Goal of the exercise: Word for word, restate the entries that follow.

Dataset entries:
---------------
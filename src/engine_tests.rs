//! Unit tests for the engine module

#[cfg(test)]
mod tests {
    use crate::capture::{CaptureStats, TtsBufferT};
    use crate::config::EngineOptions;
    use crate::engine::Engine;
    use crate::error::TtsError;
    use crate::native::MMSYSERR_ERROR;
    use crate::test_support::{engine_write, RecordingEngine};
    use std::sync::{mpsc, Arc};
    use std::thread;
    use std::time::Duration;

    fn start(native: &Arc<RecordingEngine>) -> Engine {
        Engine::start(native.clone(), EngineOptions::default()).unwrap()
    }

    /// Runs `f` on its own thread and fails if it does not return in time.
    fn within_deadline<T, F>(f: F) -> T
    where
        T: Send + 'static,
        F: FnOnce() -> T + Send + 'static,
    {
        let (tx, rx) = mpsc::channel();
        thread::spawn(move || {
            let _ = tx.send(f());
        });
        rx.recv_timeout(Duration::from_secs(5))
            .expect("engine call did not return")
    }

    #[test]
    fn test_fresh_engine_is_not_speaking() {
        let native = Arc::new(RecordingEngine::default());
        let engine = start(&native);

        // [:phone on] went out, but it is not speech
        assert!(native.calls().contains(&"speak"));
        assert!(!engine.state().speaking);

        engine.speak("hello").unwrap();
        assert!(engine.state().speaking);
    }

    #[test]
    fn test_nul_in_text_rejected() {
        let native = Arc::new(RecordingEngine::default());
        let engine = start(&native);
        let spoken = native.calls().iter().filter(|c| **c == "speak").count();

        assert!(matches!(engine.speak("a\0b"), Err(TtsError::InvalidText)));

        assert_eq!(
            native.calls().iter().filter(|c| **c == "speak").count(),
            spoken
        );
        assert!(!engine.state().speaking);
    }

    #[test]
    fn test_buffer_posted_during_add_buffer() {
        let native = Arc::new(RecordingEngine::default());
        native.post_buffer_during("add_buffer");
        let engine_native = native.clone();

        let stats = within_deadline(move || {
            let engine = start(&engine_native);
            let capture = engine.capture(Vec::new()).unwrap();
            let (pcm, stats) = capture.finish().unwrap();
            assert!(pcm.is_empty());
            stats
        });

        assert_eq!(stats.notifications, 1);
        assert!(!native.calls().contains(&"return_buffer"));
    }

    #[test]
    fn test_buffer_posted_during_return_buffer() {
        let native = Arc::new(RecordingEngine::default());
        native.post_buffer_during("return_buffer");
        let engine_native = native.clone();

        let (pcm, stats) = within_deadline(move || {
            let engine = start(&engine_native);
            let capture = engine.capture(Vec::new()).unwrap();
            let loaned = engine_native.added()[0] as *mut TtsBufferT;
            unsafe { engine_write(loaned, &[1, 2, 3, 4]) };
            capture.finish().unwrap()
        });

        assert_eq!(pcm, vec![1, 2, 3, 4]);
        assert_eq!(
            stats,
            CaptureStats {
                notifications: 1,
                full_buffers: 0,
                bytes: 4,
            }
        );
    }

    #[test]
    fn test_speak_to_memory_with_synchronous_posts() {
        let native = Arc::new(RecordingEngine::default());
        native.post_buffer_during("add_buffer");
        native.post_buffer_during("return_buffer");
        let engine_native = native.clone();

        let pcm = within_deadline(move || start(&engine_native).speak_to_memory("hi"));

        assert!(pcm.unwrap().is_empty());
    }

    #[test]
    fn test_rejected_buffer_clears_capture_slot() {
        let native = Arc::new(RecordingEngine::default());
        let engine = start(&native);
        native.fail("add_buffer", MMSYSERR_ERROR);

        assert!(matches!(
            engine.capture(Vec::new()),
            Err(TtsError::NativeCall {
                call: "TextToSpeechAddBuffer",
                ..
            })
        ));
        assert!(!engine.state().capturing);
        assert!(native.calls().contains(&"close_in_memory"));

        let capture = engine.capture(Vec::new()).unwrap();
        assert!(capture.finish().is_ok());
    }

    #[test]
    fn test_failed_return_keeps_sink() {
        let native = Arc::new(RecordingEngine::default());
        let engine = start(&native);
        let capture = engine.capture(vec![7u8]).unwrap();
        native.fail("return_buffer", MMSYSERR_ERROR);

        let failed = capture.finish().unwrap_err();

        assert!(matches!(
            failed.error,
            TtsError::NativeCall {
                call: "TextToSpeechReturnBuffer",
                ..
            }
        ));
        // In-memory mode was left, so the sink is no longer shared
        assert_eq!(failed.sink, Some(vec![7]));
        assert!(!engine.state().capturing);
    }
}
---------------
Task output:
filename src/engine_tests.rs
//! Unit tests for the engine module

#[cfg(test)]
mod tests {
    use crate::capture::{CaptureStats, TtsBufferT};
    use crate::config::EngineOptions;
    use crate::engine::Engine;
    use crate::error::TtsError;
    use crate::native::MMSYSERR_ERROR;
    use crate::test_support::{engine_write, RecordingEngine};
    use std::sync::{mpsc, Arc};
    use std::thread;
    use std::time::Duration;

    fn start(native: &Arc<RecordingEngine>) -> Engine {
        Engine::start(native.clone(), EngineOptions::default()).unwrap()
    }

    /// Runs `f` on its own thread and fails if it does not return in time.
    fn within_deadline<T, F>(f: F) -> T
    where
        T: Send + 'static,
        F: FnOnce() -> T + Send + 'static,
    {
        let (tx, rx) = mpsc::channel();
        thread::spawn(move || {
            let _ = tx.send(f());
        });
        rx.recv_timeout(Duration::from_secs(5))
            .expect("engine call did not return")
    }

    #[test]
    fn test_fresh_engine_is_not_speaking() {
        let native = Arc::new(RecordingEngine::default());
        let engine = start(&native);

        // [:phone on] went out, but it is not speech
        assert!(native.calls().contains(&"speak"));
        assert!(!engine.state().speaking);

        engine.speak("hello").unwrap();
        assert!(engine.state().speaking);
    }

    #[test]
    fn test_nul_in_text_rejected() {
        let native = Arc::new(RecordingEngine::default());
        let engine = start(&native);
        let spoken = native.calls().iter().filter(|c| **c == "speak").count();

        assert!(matches!(engine.speak("a\0b"), Err(TtsError::InvalidText)));

        assert_eq!(
            native.calls().iter().filter(|c| **c == "speak").count(),
            spoken
        );
        assert!(!engine.state().speaking);
    }

    #[test]
    fn test_buffer_posted_during_add_buffer() {
        let native = Arc::new(RecordingEngine::default());
        native.post_buffer_during("add_buffer");
        let engine_native = native.clone();

        let stats = within_deadline(move || {
            let engine = start(&engine_native);
            let capture = engine.capture(Vec::new()).unwrap();
            let (pcm, stats) = capture.finish().unwrap();
            assert!(pcm.is_empty());
            stats
        });

        assert_eq!(stats.notifications, 1);
        assert!(!native.calls().contains(&"return_buffer"));
    }

    #[test]
    fn test_buffer_posted_during_return_buffer() {
        let native = Arc::new(RecordingEngine::default());
        native.post_buffer_during("return_buffer");
        let engine_native = native.clone();

        let (pcm, stats) = within_deadline(move || {
            let engine = start(&engine_native);
            let capture = engine.capture(Vec::new()).unwrap();
            let loaned = engine_native.added()[0] as *mut TtsBufferT;
            unsafe { engine_write(loaned, &[1, 2, 3, 4]) };
            capture.finish().unwrap()
        });

        assert_eq!(pcm, vec![1, 2, 3, 4]);
        assert_eq!(
            stats,
            CaptureStats {
                notifications: 1,
                full_buffers: 0,
                bytes: 4,
            }
        );
    }

    #[test]
    fn test_speak_to_memory_with_synchronous_posts() {
        let native = Arc::new(RecordingEngine::default());
        native.post_buffer_during("add_buffer");
        native.post_buffer_during("return_buffer");
        let engine_native = native.clone();

        let pcm = within_deadline(move || start(&engine_native).speak_to_memory("hi"));

        assert!(pcm.unwrap().is_empty());
    }

    #[test]
    fn test_rejected_buffer_clears_capture_slot() {
        let native = Arc::new(RecordingEngine::default());
        let engine = start(&native);
        native.fail("add_buffer", MMSYSERR_ERROR);

        assert!(matches!(
            engine.capture(Vec::new()),
            Err(TtsError::NativeCall {
                call: "TextToSpeechAddBuffer",
                ..
            })
        ));
        assert!(!engine.state().capturing);
        assert!(native.calls().contains(&"close_in_memory"));

        let capture = engine.capture(Vec::new()).unwrap();
        assert!(capture.finish().is_ok());
    }

    #[test]
    fn test_failed_return_keeps_sink() {
        let native = Arc::new(RecordingEngine::default());
        let engine = start(&native);
        let capture = engine.capture(vec![7u8]).unwrap();
        native.fail("return_buffer", MMSYSERR_ERROR);

        let failed = capture.finish().unwrap_err();

        assert!(matches!(
            failed.error,
            TtsError::NativeCall {
                call: "TextToSpeechReturnBuffer",
                ..
            }
        ));
        // In-memory mode was left, so the sink is no longer shared
        assert_eq!(failed.sink, Some(vec![7]));
        assert!(!engine.state().capturing);
    }
}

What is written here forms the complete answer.